For the kickoff of our new season of Bubbler Talk, I thought I would tackle a question from our listener Erin Christie.

“Can you do an appreciation segment on the prevalence of basement bars in Milwaukee?”

Ah, the basement bar. Raised in the Milwaukee area, I remember them well.

Some were more luxurious. But many of the basements were lightly finished — equipped with an old couch, a refrigerator and a pool table. And, some came with a carved-out nook that served as a bar.

Erin says when she was growing up, her family had one of those in her home.

“We actually had a pretty sweet basement in our house in Green Bay that had a built-in dry bar. It, surprisingly, had wood floors and wood paneling on the walls and ceiling and a gas fireplace,” she describes.

Erin says her parents did some entertaining around the bar, having friends over for drinks. But mostly, her family used the basement as a rec room, or TV room, for watching Packer games.

When she and her husband bought their house in Milwaukee’s Sherman Park neighborhood a few years ago, it too came equipped with a built-in basement bar.

Credit Erin Christie
Erin's basement bar is completely finished with a living room-style lounge to compliment the bar area.

She invited me to check it out. I walked into something that looked much different from many of the basement bars, or rec rooms, of the past.

Erin’s basement is totally finished and has a 1960s/'70s lounge feel to it — wood paneling, low lighting, a living room complete with coffee table and couches from the era. The music of 1960s cool jazz artist Stan Getz plays in the background.
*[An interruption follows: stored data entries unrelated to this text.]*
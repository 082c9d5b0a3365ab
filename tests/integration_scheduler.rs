// tests/integration_scheduler.rs
//! Analysis scheduler: pool isolation, aggregation, output housekeeping and
//! operator interrupts.
#![cfg(unix)]

use anyhow::Result;
use ctupipe_core::analysis::AnalysisScheduler;
use ctupipe_core::analyzers::{AnalyzerDriver, Analyzers};
use ctupipe_core::cancel::Interrupt;
use ctupipe_core::config::Config;
use ctupipe_core::metadata::RunMetadata;
use ctupipe_core::skiplist::{NoSkip, SkipHandler, SkipList};
use ctupipe_core::types::{
    AnalyzerType, CompilationAction, ResultHandler, RunSummary, SchedulerState,
};
use std::fs;
use std::path::{Path, PathBuf};
use std::sync::Arc;
use std::thread;
use std::time::{Duration, Instant};
use tempfile::TempDir;

// --- Helpers ---

type Script = dyn Fn(&CompilationAction, bool) -> String + Send + Sync;

struct ScriptDriver {
    script: Box<Script>,
    ctu: bool,
}

impl AnalyzerDriver for ScriptDriver {
    fn analyzer_type(&self) -> AnalyzerType {
        AnalyzerType::ClangSa
    }

    fn construct_command(
        &self,
        action: &CompilationAction,
        rh: &ResultHandler,
        ctu_dir: Option<&Path>,
    ) -> ctupipe_core::error::Result<Vec<String>> {
        Ok(vec![
            "sh".into(),
            "-c".into(),
            (self.script)(action, ctu_dir.is_some()),
            "sh".into(),
            rh.raw_output_file.to_string_lossy().into_owned(),
        ])
    }

    fn supports_ctu(&self) -> bool {
        self.ctu
    }
}

fn analyzers(
    ctu: bool,
    script: impl Fn(&CompilationAction, bool) -> String + Send + Sync + 'static,
) -> Analyzers {
    let mut analyzers = Analyzers::new();
    analyzers.register(Arc::new(ScriptDriver {
        script: Box::new(script),
        ctu,
    }));
    analyzers
}

fn actions(dir: &Path, names: &[&str]) -> Result<Vec<CompilationAction>> {
    let src = dir.join("src");
    fs::create_dir_all(&src)?;
    names
        .iter()
        .map(|name| {
            let path = src.join(name);
            fs::write(&path, "int f(void);\n")?;
            Ok(CompilationAction::new(path, &src, AnalyzerType::ClangSa))
        })
        .collect()
}

fn run(
    config: &Config,
    analyzers: &Analyzers,
    skip: &dyn SkipList,
    interrupt: &Interrupt,
    actions: &[CompilationAction],
    metadata: &mut RunMetadata,
) -> Result<(RunSummary, SchedulerState)> {
    let mut scheduler = AnalysisScheduler::new(config, analyzers, skip, interrupt.clone());
    assert_eq!(scheduler.state(), SchedulerState::Idle);
    let summary = scheduler.run(actions, metadata)?;
    Ok((summary, scheduler.state()))
}

fn writes_report(_: &CompilationAction, _: bool) -> String {
    r#"echo '<plist/>' > "$1""#.to_string()
}

// --- Aggregation ---

#[test]
fn panicking_unit_does_not_stop_the_pool() -> Result<()> {
    let dir = TempDir::new()?;
    let mut config = Config::new(dir.path().join("out"));
    config.analysis.jobs = 3;
    let analyzers = analyzers(false, |action, _| {
        assert!(!action.source.ends_with("boom.c"), "driver bug");
        writes_report(action, false)
    });
    let actions = actions(dir.path(), &["a.c", "b.c", "boom.c", "c.c", "d.c", "e.c"])?;
    let mut metadata = RunMetadata::new(&config.output_dir);

    let (summary, state) = run(&config, &analyzers, &NoSkip, &Interrupt::new(), &actions, &mut metadata)?;

    assert_eq!(state, SchedulerState::Done);
    assert_eq!(summary.processed(), actions.len());
    assert_eq!(summary.successful, 5);
    assert_eq!(summary.failed, 1);
    let stats = &summary.statistics["clangsa"];
    assert_eq!(stats.failed_sources, vec![dir.path().join("src").join("boom.c")]);
    Ok(())
}

#[test]
fn sidecars_fold_into_metadata_and_scratch_is_removed() -> Result<()> {
    let dir = TempDir::new()?;
    let config = Config::new(dir.path().join("out"));
    let analyzers = analyzers(false, writes_report);
    let actions = actions(dir.path(), &["a.c", "b.c"])?;
    let mut metadata = RunMetadata::new(&config.output_dir);
    metadata
        .analyzers
        .entry("clangsa".to_string())
        .or_default()
        .version = "fake 1.0".to_string();

    let (summary, _) = run(&config, &analyzers, &NoSkip, &Interrupt::new(), &actions, &mut metadata)?;

    assert_eq!(summary.successful, 2);
    assert_eq!(summary.statistics["clangsa"].version, "fake 1.0");
    assert_eq!(metadata.analyzers["clangsa"].statistics.successful, 2);

    let sources: Vec<&PathBuf> = metadata.result_source_files.values().collect();
    assert_eq!(sources.len(), 2);
    for action in &actions {
        assert!(sources.contains(&&action.absolute_source()));
    }
    for artifact in metadata.result_source_files.keys() {
        assert!(artifact.exists(), "{} should exist", artifact.display());
    }

    let out = &config.output_dir;
    let leftovers: Vec<PathBuf> = fs::read_dir(out)?
        .filter_map(|e| e.ok().map(|e| e.path()))
        .filter(|p| p.extension().is_some_and(|ext| ext == "source"))
        .collect();
    assert!(leftovers.is_empty(), "sidecars left behind: {leftovers:?}");
    assert!(!out.join(".tmp").exists());
    assert!(!out.join("failed").exists(), "empty failed dir is removed");
    assert!(out.join("success").is_dir());
    Ok(())
}

#[test]
fn skipped_actions_are_never_dispatched() -> Result<()> {
    let dir = TempDir::new()?;
    let config = Config::new(dir.path().join("out"));
    let analyzers = analyzers(false, |action, _| {
        assert!(!action.source.ends_with("vendor.c"), "skipped action dispatched");
        writes_report(action, false)
    });
    let actions = actions(dir.path(), &["main.c", "vendor.c"])?;
    let skip = SkipHandler::parse("-*/vendor.c\n")?;
    let mut metadata = RunMetadata::new(&config.output_dir);

    let (summary, _) = run(&config, &analyzers, &skip, &Interrupt::new(), &actions, &mut metadata)?;

    assert_eq!(summary.skipped, 1);
    assert_eq!(summary.successful, 1);
    assert_eq!(summary.failed, 0);
    assert_eq!(metadata.skipped, 1);
    Ok(())
}

#[test]
fn ctu_retries_are_counted() -> Result<()> {
    let dir = TempDir::new()?;
    let mut config = Config::new(dir.path().join("out"));
    config.ctu.enabled = true;
    config.ctu.reanalyze_on_failure = true;
    let analyzers = analyzers(true, |action, ctu| {
        if ctu {
            "exit 254".to_string()
        } else {
            writes_report(action, ctu)
        }
    });
    let actions = actions(dir.path(), &["a.c", "b.c"])?;
    let mut metadata = RunMetadata::new(&config.output_dir);

    let (summary, _) = run(&config, &analyzers, &NoSkip, &Interrupt::new(), &actions, &mut metadata)?;

    assert_eq!(summary.successful, 2);
    assert_eq!(summary.failed, 0);
    assert_eq!(summary.reanalyzed, 2);
    let archives = fs::read_dir(config.output_dir.join("failed"))?.count();
    assert_eq!(archives, 2, "CTU crash archives are kept for debugging");
    Ok(())
}

// --- Reruns ---

#[test]
fn rerun_replaces_previous_reports() -> Result<()> {
    let dir = TempDir::new()?;
    let config = Config::new(dir.path().join("out"));
    let actions = actions(dir.path(), &["a.c"])?;

    let mut first = RunMetadata::new(&config.output_dir);
    let stale = analyzers(false, |_, _| r#"echo first > "$1""#.to_string());
    let (summary, _) = run(&config, &stale, &NoSkip, &Interrupt::new(), &actions, &mut first)?;
    assert_eq!(summary.successful, 1);

    let mut second = RunMetadata::new(&config.output_dir);
    let fresh = analyzers(false, |_, _| r#"echo second > "$1""#.to_string());
    let (summary, _) = run(&config, &fresh, &NoSkip, &Interrupt::new(), &actions, &mut second)?;
    assert_eq!(summary.successful, 1);

    assert_eq!(second.result_source_files.len(), 1);
    for (artifact, source) in &second.result_source_files {
        assert_eq!(source, &actions[0].absolute_source());
        assert_eq!(fs::read_to_string(artifact)?, "second\n");
    }
    Ok(())
}

#[test]
fn duplicate_actions_in_one_run_keep_one_report() -> Result<()> {
    let dir = TempDir::new()?;
    let mut config = Config::new(dir.path().join("out"));
    config.analysis.jobs = 2;
    let analyzers = analyzers(false, writes_report);
    let mut actions = actions(dir.path(), &["a.c"])?;
    actions.push(actions[0].clone());
    let mut metadata = RunMetadata::new(&config.output_dir);

    let (summary, _) = run(&config, &analyzers, &NoSkip, &Interrupt::new(), &actions, &mut metadata)?;

    assert_eq!(summary.successful, 2);
    assert_eq!(metadata.result_source_files.len(), 1);
    Ok(())
}

// --- Interrupts ---

#[cfg(target_os = "linux")]
fn is_gone(pid: &str) -> bool {
    match fs::read_to_string(format!("/proc/{pid}/stat")) {
        Err(_) => true,
        Ok(stat) => stat
            .rsplit(')')
            .next()
            .is_some_and(|rest| rest.trim_start().starts_with('Z')),
    }
}

#[test]
fn interrupt_kills_running_units_and_stops_dispatch() -> Result<()> {
    let dir = TempDir::new()?;
    let pids = dir.path().join("pids");
    fs::create_dir_all(&pids)?;
    let mut config = Config::new(dir.path().join("out"));
    config.analysis.jobs = 3;

    let pid_dir = pids.clone();
    let analyzers = analyzers(false, move |action, _| {
        let name = action.source_file_name();
        let base = pid_dir.join(name);
        format!(
            "echo $$ > '{base}.pid'; sleep 30 & echo $! > '{base}.child'; wait",
            base = base.display()
        )
    });
    let names: Vec<String> = (0..10).map(|i| format!("unit{i}.c")).collect();
    let name_refs: Vec<&str> = names.iter().map(String::as_str).collect();
    let actions = actions(dir.path(), &name_refs)?;
    let interrupt = Interrupt::new();

    let trigger = {
        let interrupt = interrupt.clone();
        let pids = pids.clone();
        thread::spawn(move || {
            let deadline = Instant::now() + Duration::from_secs(15);
            while Instant::now() < deadline {
                let children = fs::read_dir(&pids)
                    .map(|d| {
                        d.filter_map(|e| e.ok())
                            .filter(|e| e.path().extension().is_some_and(|x| x == "child"))
                            .count()
                    })
                    .unwrap_or(0);
                if interrupt.live_count() == 3 && children == 3 {
                    break;
                }
                thread::sleep(Duration::from_millis(20));
            }
            thread::sleep(Duration::from_millis(100));
            interrupt.trigger();
        })
    };

    let start = Instant::now();
    let mut metadata = RunMetadata::new(&config.output_dir);
    let (summary, state) = run(&config, &analyzers, &NoSkip, &interrupt, &actions, &mut metadata)?;
    let _ = trigger.join();

    assert_eq!(state, SchedulerState::Interrupted);
    assert!(start.elapsed() < Duration::from_secs(25), "run must not wait for sleepers");
    assert_eq!(interrupt.live_count(), 0);
    assert_eq!(summary.successful, 0);
    assert_eq!(summary.failed, 0);
    assert_eq!(summary.cancelled, actions.len());

    let started: Vec<PathBuf> = fs::read_dir(&pids)?
        .filter_map(|e| e.ok().map(|e| e.path()))
        .filter(|p| p.extension().is_some_and(|x| x == "pid"))
        .collect();
    assert_eq!(started.len(), 3, "no unit may start after the interrupt");

    #[cfg(target_os = "linux")]
    {
        let deadline = Instant::now() + Duration::from_secs(5);
        for entry in fs::read_dir(&pids)? {
            let path = entry?.path();
            let pid = fs::read_to_string(&path)?.trim().to_string();
            while !is_gone(&pid) && Instant::now() < deadline {
                thread::sleep(Duration::from_millis(20));
            }
            assert!(is_gone(&pid), "{} ({pid}) survived the interrupt", path.display());
        }
    }
    Ok(())
}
Then, you turn the corner and there’s the bar. The nook-like space is beautiful and features cultural icons such as a large Wisconsin map, tall German beer steins and a mounted muskie overhead. 

Credit Erin Christie
Erin Christie is proud of the basement bar she restored when she purchased her home in the Sherman Park neighborhood in 2016. Her cats Esther (center) and Eunice (left photobombing) also like to belly up to the bar.

Erin says the basement was “raw” at the time of the purchase and she and her husband spent 18 months restoring it.

“I tore out the ceiling and painted the floor joists. I sanded and re-polyed the walls. I put in a new floor, cut out a hole for the fridge, rebuilt the bar shelves, refinished the bar top, new baseboards, covered up a pipe,” she explains.  

Credit Erin Christie
Erin's house in Milwaukee's Sherman Park neighborhood is one of several that were constructed with a built-in basement bar.

The house was built in 1934 and the bar in the basement was constructed in the 1940s, according to Erin. She says she went to such lengths to restore the basement and bar to preserve the home’s integrity.

“It’s a fun place to be, it’s part of the house, it’s part of the history of the house, it’s part of the history of Milwaukee. I think it would be a shame to just let this disappear,” Erin says.

Some of her neighbors in the Sherman Park neighborhood also have homes that came with built-in basement bars.

Milwaukee historian John Gurda says such homes are prevalent throughout the area, from Bay View to Bayside. And, he says homes with basement bars aren’t just a Milwaukee thing; they can be found across the country. 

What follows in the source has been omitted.